1. An arrangement for venting to atmosphere an enclosure (16) to relieve destructive
internal pressure generated by an explosion within said enclosure, said arrangement
being characterised by including pressure venting means (20,21,23) to vent an exterior boundary (11) of
said enclosure and explosion sensitive sensor means (18) located within said enclosure
(16) whereby, in response to an explosion within said enclosure, said sensor means
(18) will send a signal to the pressure venting means (20,21,23) and cause same to
create a pressure relieving vent in said exterior boundary (11) in advance of build
up of destructive internal pressure within the enclosure (16).
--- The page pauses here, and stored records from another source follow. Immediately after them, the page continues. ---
//! Finalized, transport-level HTTP request.
//!
//! A [`Request`] is what an [`HttpClient`](crate::HttpClient) executes. It is
//! usually produced by the `httpc` call builder, but can be built directly:
//!
//! ```
//! use httpc_core::{Method, Request};
//!
//! let request: Request = Request::builder(Method::GET, "https://api.example.com".parse().unwrap())
//!     .header("Accept", "application/json")?
//!     .query("page", "1")
//!     .build();
//! assert_eq!(request.url().as_str(), "https://api.example.com/?page=1");
//! # Ok::<(), httpc_core::Error>(())
//! ```

use bytes::Bytes;
use http::header::{HeaderMap, HeaderName, HeaderValue};
use http::Method;

use crate::{Error, Result};

/// An HTTP request with method, URL, headers, and optional body.
#[derive(Debug, Clone)]
pub struct Request<B = Bytes> {
    method: Method,
    url: url::Url,
    headers: HeaderMap,
    body: Option<B>,
}

impl<B> Request<B> {
    /// Creates a new [`RequestBuilder`].
    #[must_use]
    pub fn builder(method: Method, url: url::Url) -> RequestBuilder<B> {
        RequestBuilder::new(method, url)
    }

    /// Rebuild a request from its parts.
    #[must_use]
    pub fn from_parts(method: Method, url: url::Url, headers: HeaderMap, body: Option<B>) -> Self {
        Self {
            method,
            url,
            headers,
            body,
        }
    }

    /// HTTP method.
    #[must_use]
    pub fn method(&self) -> &Method {
        &self.method
    }

    /// Request URL.
    #[must_use]
    pub fn url(&self) -> &url::Url {
        &self.url
    }

    /// Request headers.
    #[must_use]
    pub fn headers(&self) -> &HeaderMap {
        &self.headers
    }

    /// Mutable access to headers.
    #[must_use]
    pub fn headers_mut(&mut self) -> &mut HeaderMap {
        &mut self.headers
    }

    /// First value of a header, if it is valid visible ASCII.
    #[must_use]
    pub fn header(&self, name: &str) -> Option<&str> {
        self.headers.get(name).and_then(|value| value.to_str().ok())
    }

    /// Request body.
    #[must_use]
    pub const fn body(&self) -> Option<&B> {
        self.body.as_ref()
    }

    /// Consume into (method, url, headers, body).
    #[must_use]
    pub fn into_parts(self) -> (Method, url::Url, HeaderMap, Option<B>) {
        (self.method, self.url, self.headers, self.body)
    }
}

/// Builder for constructing [`Request`] instances.
#[derive(Debug, Clone)]
pub struct RequestBuilder<B = Bytes> {
    method: Method,
    url: url::Url,
    headers: HeaderMap,
    body: Option<B>,
}

impl<B> RequestBuilder<B> {
    /// Creates a new builder.
    #[must_use]
    pub fn new(method: Method, url: url::Url) -> Self {
        Self {
            method,
            url,
            headers: HeaderMap::new(),
            body: None,
        }
    }

    /// Appends a header value, keeping existing values of the same name.
    ///
    /// # Errors
    ///
    /// Returns [`Error::InvalidRequest`] if the name or value is not a valid header.
    pub fn header(mut self, name: &str, value: &str) -> Result<Self> {
        let (name, value) = parse_header(name, value)?;
        self.headers.append(name, value);
        Ok(self)
    }

    /// Replaces every value of a header.
    #[must_use]
    pub fn set_header(mut self, name: HeaderName, value: HeaderValue) -> Self {
        self.headers.insert(name, value);
        self
    }

    /// Merges a header map, preserving multiplicities.
    #[must_use]
    pub fn headers(mut self, headers: HeaderMap) -> Self {
        let mut current = None;
        for (name, value) in headers {
            if let Some(name) = name {
                current = Some(name);
            }
            if let Some(name) = &current {
                self.headers.append(name.clone(), value);
            }
        }
        self
    }

    /// Appends a query parameter to the URL.
    #[must_use]
    pub fn query(mut self, name: &str, value: &str) -> Self {
        self.url.query_pairs_mut().append_pair(name, value);
        self
    }

    /// Replaces the whole query string with an encoded one.
    ///
    /// An empty string removes the query.
    #[must_use]
    pub fn raw_query(mut self, query: &str) -> Self {
        self.url.set_query((!query.is_empty()).then_some(query));
        self
    }

    /// Sets the request body.
    #[must_use]
    pub fn body(mut self, body: B) -> Self {
        self.body = Some(body);
        self
    }

    /// Builds the [`Request`].
    #[must_use]
    pub fn build(self) -> Request<B> {
        Request {
            method: self.method,
            url: self.url,
            headers: self.headers,
            body: self.body,
        }
    }
}

/// Parse a header name/value pair.
///
/// # Errors
///
/// Returns [`Error::InvalidRequest`] if the name or value is not a valid header.
pub fn parse_header(name: &str, value: &str) -> Result<(HeaderName, HeaderValue)> {
    let name = HeaderName::from_bytes(name.as_bytes())
        .map_err(|e| Error::invalid_request(format!("invalid header name {name:?}: {e}")))?;
    let value = HeaderValue::from_str(value)
        .map_err(|e| Error::invalid_request(format!("invalid value for header {name}: {e}")))?;
    Ok((name, value))
}
#[tokio::test]
async fn test_multipart_upload() {
    let mock_server = MockServer::start().await;

    Mock::given(method("POST"))
        .and(path("/upload"))
        .respond_with(ResponseTemplate::new(200).set_body_string("stored"))
        .mount(&mock_server)
        .await;

    let fixture = PathBuf::from(env!("CARGO_MANIFEST_DIR")).join("tests/fixtures/sample.txt");
    let attachments = vec![
        BytesAttachment::new("data1", "data1.txt", "hello").boxed(),
        FileAttachment::open("data2", &fixture)
            .expect("fixture")
            .boxed(),
    ];

    #[derive(Serialize)]
    struct Meta {
        owner: &'static str,
    }

    let stored = Call::text()
        .client(client())
        .post_multipart(
            &format!("{}/upload", mock_server.uri()),
            &Meta { owner: "jane" },
            attachments,
        )
        .await
        .expect("upload");
    assert_eq!(stored, "stored");

    let request = single_request(&mock_server).await;
    let content_type = header_value(&request, "content-type").expect("content type");
    let boundary = content_type
        .strip_prefix("multipart/form-data; boundary=")
        .expect("multipart content type");

    let body = String::from_utf8(request.body.clone()).expect("text body");
    let parts: Vec<&str> = body
        .split(&format!("--{boundary}"))
        .map(str::trim)
        .filter(|part| !part.is_empty() && *part != "--")
        .collect();

    assert_eq!(parts.len(), 3);
    assert!(parts.first().is_some_and(|part| {
        part.starts_with("Content-Disposition: form-data; name=\"owner\"") && part.ends_with("jane")
    }));

    let files: Vec<&&str> = parts.iter().filter(|part| part.contains("filename=")).collect();
    assert_eq!(files.len(), 2);
    assert!(files.first().is_some_and(|part| {
        part.contains("name=\"data1\"; filename=\"data1.txt\"") && part.ends_with("hello")
    }));
    assert!(files.get(1).is_some_and(|part| {
        part.contains("name=\"data2\"; filename=\"sample.txt\"")
            && part.ends_with("Hello from a file attachment.")
    }));
}

#[tokio::test]
async fn test_multipart_without_attachments_is_a_form() {
    let mock_server = MockServer::start().await;

    Mock::given(method("POST"))
        .and(header("Content-Type", "application/x-www-form-urlencoded"))
        .and(body_string("name=Jane+Doe&age=25&scores=100&scores=90&scores=80"))
        .respond_with(ResponseTemplate::new(200).set_body_string("ok"))
        .mount(&mock_server)
        .await;

    Call::text()
        .client(client())
        .post_multipart(&mock_server.uri(), &jane(), Vec::new())
        .await
        .expect("form fallback");
}

#[tokio::test]
async fn test_basic_auth_only_with_both_parts() {
    let mock_server = MockServer::start().await;

    Mock::given(method("GET"))
        .respond_with(ResponseTemplate::new(200).set_body_string("ok"))
        .mount(&mock_server)
        .await;

    Call::text()
        .client(client())
        .basic_auth("user", "pass")
        .get(&mock_server.uri())
        .await
        .expect("with credentials");
    Call::text()
        .client(client())
        .basic_auth("user", "")
        .get(&mock_server.uri())
        .await
        .expect("without password");

    let requests = mock_server.received_requests().await.expect("recording enabled");
    assert_eq!(requests.len(), 2);
    assert_eq!(
        requests.first().and_then(|r| header_value(r, "authorization")),
        Some("Basic dXNlcjpwYXNz")
    );
    assert_eq!(requests.get(1).and_then(|r| header_value(r, "authorization")), None);
}

#[tokio::test]
async fn test_connection_header_follows_keep_alive() {
    let mock_server = MockServer::start().await;

    Mock::given(method("GET"))
        .respond_with(ResponseTemplate::new(200).set_body_string("ok"))
        .mount(&mock_server)
        .await;

    Call::text()
        .client(client())
        .get(&mock_server.uri())
        .await
        .expect("default");
    Call::text()
        .client(client())
        .keep_alive(true)
        .get(&mock_server.uri())
        .await
        .expect("keep-alive");

    let requests = mock_server.received_requests().await.expect("recording enabled");
    assert_eq!(requests.first().and_then(|r| header_value(r, "connection")), Some("close"));
    assert_ne!(requests.get(1).and_then(|r| header_value(r, "connection")), Some("close"));
    assert_eq!(requests.first().and_then(|r| header_value(r, "cache-control")), None);
}

#[tokio::test]
async fn test_send_uses_configured_method() {
    let mock_server = MockServer::start().await;

    Mock::given(method("DELETE"))
        .and(path("/users/1"))
        .and(header("Cache-Control", "no-cache"))
        .respond_with(ResponseTemplate::new(200).set_body_string("deleted"))
        .expect(1)
        .mount(&mock_server)
        .await;

    let body = Call::text()
        .client(client())
        .method(Method::DELETE)
        .send(&format!("{}/users/1", mock_server.uri()))
        .await
        .expect("deleted");

    assert_eq!(body, "deleted");
}

#[tokio::test]
async fn test_fetch_defers_decoding() {
    let mock_server = MockServer::start().await;

    Mock::given(method("GET"))
        .respond_with(
            ResponseTemplate::new(200)
                .insert_header("Content-Type", "text/plain")
                .insert_header("X-Request-Id", "abc")
                .set_body_string("hello"),
        )
        .mount(&mock_server)
        .await;

    let result = Call::with_resolver(Resolver::<String>::new().with_decoder("text/*", TextDecoder))
        .client(client())
        .fetch(&mock_server.uri())
        .await
        .expect("success");

    assert_eq!(result.status(), 200);
    assert_eq!(
        result.headers().get("x-request-id").and_then(|v| v.to_str().ok()),
        Some("abc")
    );
    assert_eq!(result.decode().expect("first"), "hello");
    assert_eq!(result.decode().expect("again"), "hello");
}

// ============================================================================
// Cancellation and deadline
// ============================================================================

#[tokio::test]
async fn test_deadline_times_out() {
    let mock_server = MockServer::start().await;

    Mock::given(method("GET"))
        .respond_with(
            ResponseTemplate::new(200)
                .set_body_string("late")
                .set_delay(Duration::from_secs(2)),
        )
        .mount(&mock_server)
        .await;

    let result = Call::text()
        .client(client())
        .deadline(Duration::from_millis(100))
        .get(&mock_server.uri())
        .await;

    let_assert!(Err(err) = result);
    assert!(err.is_timeout());
}

#[tokio::test]
async fn test_cancellation() {
    let mock_server = MockServer::start().await;

    Mock::given(method("GET"))
        .respond_with(
            ResponseTemplate::new(200)
                .set_body_string("late")
                .set_delay(Duration::from_secs(2)),
        )
        .mount(&mock_server)
        .await;

    let token = CancellationToken::new();
    let trigger = token.clone();
    tokio::spawn(async move {
        tokio::time::sleep(Duration::from_millis(100)).await;
        trigger.cancel();
    });

    let result = Call::text()
        .client(client())
        .cancel_on(token)
        .get(&mock_server.uri())
        .await;

    let_assert!(Err(err) = result);
    assert!(err.is_cancelled());
}
//! Dispatcher: runs one finalized request through an [`HttpClient`].
//!
//! The exchange is raced against the caller's cancellation token and bounded
//! by the call deadline. Transport errors are returned as produced by the
//! client.

use std::time::{Duration, Instant};

use bytes::Bytes;
use tokio_util::sync::CancellationToken;
use tracing::{Instrument, debug, debug_span, warn};

use crate::{Error, HttpClient, Request, Response, Result};

/// Per-call execution limits.
#[derive(Debug, Clone, Default)]
pub struct DispatchOptions {
    /// Aborts the exchange with [`Error::Cancelled`] when fired.
    pub cancel: Option<CancellationToken>,
    /// Aborts the exchange with [`Error::Timeout`] when elapsed.
    pub deadline: Option<Duration>,
}

/// Execute `request` and return the buffered response.
///
/// A token that is already cancelled stops the call before anything is sent.
pub async fn dispatch<C: HttpClient>(
    client: &C,
    request: Request<Bytes>,
    options: DispatchOptions,
) -> Result<Response<Bytes>> {
    let span = debug_span!("httpc", method = %request.method(), url = %request.url());
    let DispatchOptions { cancel, deadline } = options;

    async move {
        debug!("dispatching request");
        let start = Instant::now();

        let exchange = async {
            match deadline {
                Some(deadline) => tokio::time::timeout(deadline, client.execute(request))
                    .await
                    .unwrap_or_else(|_elapsed| Err(Error::Timeout)),
                None => client.execute(request).await,
            }
        };

        let result = match cancel {
            Some(token) => {
                tokio::select! {
                    biased;
                    () = token.cancelled() => Err(Error::Cancelled),
                    result = exchange => result,
                }
            }
            None => exchange.await,
        };

        let elapsed_ms = u64::try_from(start.elapsed().as_millis()).unwrap_or(u64::MAX);
        match &result {
            Ok(response) => debug!(status = response.status(), elapsed_ms, "response received"),
            Err(err) => warn!(error = %err, elapsed_ms, "request failed"),
        }

        result
    }
    .instrument(span)
    .await
}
2. An arrangement according to claim 1 in which said pressure venting means includes
a linear explosive charge (23) attached to an inner surface of said exterior boundary
(11) and explosive charge detonating means (20), said detonating means (20) connected
by signal transmitting means (19) to said sensor (18).
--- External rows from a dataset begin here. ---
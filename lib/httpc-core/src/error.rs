//! Error types for httpc.

use bytes::Bytes;
use derive_more::{Display, Error, From};

/// Main error type for httpc operations.
#[derive(Debug, Display, Error, From)]
pub enum Error {
    /// Non-success HTTP status, produced by the default error handler.
    ///
    /// The body is buffered once when the response is received and kept here,
    /// so reading it never touches the network again.
    #[display("HTTP error {status}: {message}")]
    #[from(skip)]
    Http {
        /// HTTP status code.
        status: u16,
        /// Canonical reason phrase (or the bare status code when unknown).
        message: String,
        /// Response body.
        #[error(not(source))]
        body: Bytes,
    },

    /// Error produced by a content-type specific error handler.
    #[display("{_0}")]
    #[from(skip)]
    Api(#[error(not(source))] Box<dyn std::error::Error + Send + Sync>),

    /// Network/connection errors.
    #[display("connection error: {_0}")]
    #[from(skip)]
    Connection(#[error(not(source))] String),

    /// TLS/SSL errors.
    #[display("TLS error: {_0}")]
    #[from(skip)]
    Tls(#[error(not(source))] String),

    /// Request timeout, from the client configuration or a call deadline.
    #[display("request timeout")]
    #[from(skip)]
    Timeout,

    /// The caller's cancellation token fired before the response arrived.
    #[display("request cancelled")]
    #[from(skip)]
    Cancelled,

    /// Invalid request configuration (bad header, bad method token...).
    #[display("invalid request: {_0}")]
    #[from(skip)]
    InvalidRequest(#[error(not(source))] String),

    /// I/O error while reading an attachment.
    #[display("I/O error: {_0}")]
    #[from]
    Io(std::io::Error),

    /// JSON serialization error.
    #[display("JSON serialization error: {_0}")]
    #[from]
    JsonSerialization(serde_json::Error),

    /// JSON deserialization error with path context.
    #[display("JSON deserialization error at '{path}': {message}")]
    #[from(skip)]
    JsonDeserialization {
        /// JSON path to the error (e.g., "user.address.city").
        path: String,
        /// Error message.
        message: String,
    },

    /// Form / query string serialization error.
    #[display("form serialization error: {_0}")]
    #[from]
    FormSerialization(serde_html_form::ser::Error),

    /// Form URL-encoded deserialization error.
    #[display("form deserialization error: {_0}")]
    #[from(skip)]
    FormDeserialization(#[error(not(source))] String),

    /// Response body is not valid UTF-8.
    #[display("invalid UTF-8 body: {_0}")]
    #[from]
    Utf8(std::string::FromUtf8Error),

    /// URL parsing error.
    #[display("invalid URL: {_0}")]
    #[from]
    InvalidUrl(url::ParseError),

    /// No decoder is registered for the response content type.
    #[display("no available decoder for content type '{content_type}'")]
    #[from(skip)]
    NoAvailableDecoder {
        /// Content-type token of the response.
        content_type: String,
    },

    /// No body encoder exists for the selected content type.
    #[display("no available encoder for content type '{content_type}'")]
    #[from(skip)]
    NoAvailableEncoder {
        /// Content-type token selected on the request.
        content_type: String,
    },
}

/// Result type alias using [`crate::Error`].
pub type Result<T> = std::result::Result<T, Error>;

impl Error {
    /// Create an HTTP error from a status code and the response body.
    ///
    /// The message is the canonical reason phrase of the status.
    #[must_use]
    pub fn http(status: u16, body: impl Into<Bytes>) -> Self {
        let message = http::StatusCode::from_u16(status)
            .ok()
            .and_then(|code| code.canonical_reason())
            .map_or_else(|| status.to_string(), str::to_string);
        Self::Http {
            status,
            message,
            body: body.into(),
        }
    }

    /// Wrap an error produced by a custom error handler.
    #[must_use]
    pub fn api(error: impl Into<Box<dyn std::error::Error + Send + Sync>>) -> Self {
        Self::Api(error.into())
    }

    /// Create a connection error.
    #[must_use]
    pub fn connection(message: impl Into<String>) -> Self {
        Self::Connection(message.into())
    }

    /// Create a TLS error.
    #[must_use]
    pub fn tls(message: impl Into<String>) -> Self {
        Self::Tls(message.into())
    }

    /// Create an invalid request error.
    #[must_use]
    pub fn invalid_request(message: impl Into<String>) -> Self {
        Self::InvalidRequest(message.into())
    }

    /// Create a JSON deserialization error with path context.
    #[must_use]
    pub fn json_deserialization(path: impl Into<String>, message: impl Into<String>) -> Self {
        Self::JsonDeserialization {
            path: path.into(),
            message: message.into(),
        }
    }

    /// Create the "no decoder registered" error.
    #[must_use]
    pub fn no_available_decoder(content_type: impl Into<String>) -> Self {
        Self::NoAvailableDecoder {
            content_type: content_type.into(),
        }
    }

    /// Create the "no encoder registered" error.
    #[must_use]
    pub fn no_available_encoder(content_type: impl Into<String>) -> Self {
        Self::NoAvailableEncoder {
            content_type: content_type.into(),
        }
    }

    /// Returns `true` if this is a timeout error.
    #[must_use]
    pub const fn is_timeout(&self) -> bool {
        matches!(self, Self::Timeout)
    }

    /// Returns `true` if the call was cancelled by the caller.
    #[must_use]
    pub const fn is_cancelled(&self) -> bool {
        matches!(self, Self::Cancelled)
    }

    /// Returns `true` if this is a connection error.
    #[must_use]
    pub const fn is_connection(&self) -> bool {
        matches!(self, Self::Connection(_))
    }

    /// Returns the HTTP status code if this is an HTTP error.
    #[must_use]
    pub const fn status(&self) -> Option<u16> {
        match self {
            Self::Http { status, .. } => Some(*status),
            _ => None,
        }
    }

    /// Returns `true` if this is a client error (4xx).
    #[must_use]
    pub fn is_client_error(&self) -> bool {
        self.status().is_some_and(|s| (400..500).contains(&s))
    }

    /// Returns `true` if this is a server error (5xx).
    #[must_use]
    pub fn is_server_error(&self) -> bool {
        self.status().is_some_and(|s| (500..600).contains(&s))
    }

    /// Returns `true` if this is a 404 Not Found error.
    #[must_use]
    pub fn is_not_found(&self) -> bool {
        self.status() == Some(404)
    }

    /// Returns the response body if this is an HTTP error.
    #[must_use]
    pub fn body(&self) -> Option<&Bytes> {
        match self {
            Self::Http { body, .. } => Some(body),
            _ => None,
        }
    }

    /// Try to decode the HTTP error body as JSON.
    ///
    /// Returns `None` if this is not an HTTP error.
    ///
    /// # Example
    ///
    /// ```ignore
    /// #[derive(Debug, Deserialize)]
    /// struct ApiError {
    ///     code: String,
    /// }
    ///
    /// if let Err(e) = call.get(url).await {
    ///     if let Some(Ok(api_error)) = e.decode_body::<ApiError>() {
    ///         eprintln!("API error: {}", api_error.code);
    ///     }
    /// }
    /// ```
    pub fn decode_body<T: serde::de::DeserializeOwned>(&self) -> Option<Result<T>> {
        self.body().map(|body| crate::from_json(body))
    }
}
3. An arrangement according to claim 2 in which said linear explosive charge (23) is
of chevron cutting cord and is mounted in contact with the boundary surface (11) and
defines a boundary of a vent area.
4. An arrangement according to claim 1,2 or 3 in which said explosion sensitive sensor
means (18) is responsive to physical characteristics arising from the explosion in
advance of pressure wave generation whereby excessive and injurious pressures within
the enclosure (11) are obviated.
5. An arrangement according to any preceding claim in which said enclosure is an aircraft
fuselage and said pressure venting means (20,21,23) is adapted to vent a fuselage
skin (11).
6. An arrangement according to claim 5 in which said fuselage includes freight container
carrying means (15) including at least one freight container (17), said at least one
container including said explosion sensitive sensor means (18).